I might be interested in the dahlias but have a couple of questions. Why is it necessary to grow the seedlings under lights? I don't have a whole lot of experience with them but from what I'v seen they are very easy to grow, I sprout them in a cold frame for transplant. 

Are yours a very large type? I don't have all that much space and when I grew Joseph's seeds the plants got way too big. They also spread a lot and some of the side branches tended to get too heavy and break.

I don't really have room for isolation, especially since the bees love them so much. Would I have to stop growing my own?

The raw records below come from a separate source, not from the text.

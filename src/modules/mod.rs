pub mod aggregate;
pub mod alerts;
pub mod commands;
pub mod credentials;
pub mod hypertable;
pub mod ingest;
pub mod lifecycle;
pub mod mqtt;
pub mod registry;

I have my own selection of much smaller plants that make good roots and have nice flavors, with less of that perfume like aftertaste.  I also don't have good storage so my favorite roots are in a pit outside, if they don't survive I could keep my seeds in storage for a season but If my roots are alive in spring I would not want to discard them.

add - I just thought, concerning the last part. Are you looking for return of tubers or of seeds? If tubers only then I guess crossing with mine wouldn't matter.
 
 
« Last Edit: 2020-01-11, 04:27:09 AM by reed »

nathanp

  • Full Member
  • *****
  • Posts: 49
  • Karma: 9
    • View Profile
    • Kenosha Potato Project - Facebook page
Re: Cultivariable Participatory Plant Breeding Projects for 2020
« Reply #3 on: 2020-01-11, 05:51:11 AM »
Reed, I'm not sure about with Dahlias, but that may be more directed towards the pototo and oca seedlings.  With potatoes you really can't rely on ambient light, and you need at least 13 hours a day of light and longer is better.  In the early spring, you won't get that much light until April in the northern hemisphere so that mostly precludes greenhouse or cold frame germination without also using grow lights to get past the 13 hours point. Actual sunlight is better, but 16 hours or more is ideal even if it is grow lights.  Potatoes do require strong lighting, and I place my grow lights as close as 1/4" above the leaves.  You also can't get strong enough light if it is not either direct sunlight or grow lights.  Ambient light coming through a window is not enough to get strong seedlings to develop.  They end up just being weakly growing, spindly things with no vigor. 

reed

  • Full Member
  • *****
  • Posts: 496
  • Karma: 30
  • Narrow Ridge above the Ohio River zone 6a
    • View Profile
Re: Cultivariable Participatory Plant Breeding Projects for 2020
« Reply #4 on: 2020-01-11, 07:19:49 AM »
I didn't know that about the day length requirements for potatoes. Our longest day isn't 16 hours, maybe that's one reason overall that they don't produce much form seeds, at least not in my garden.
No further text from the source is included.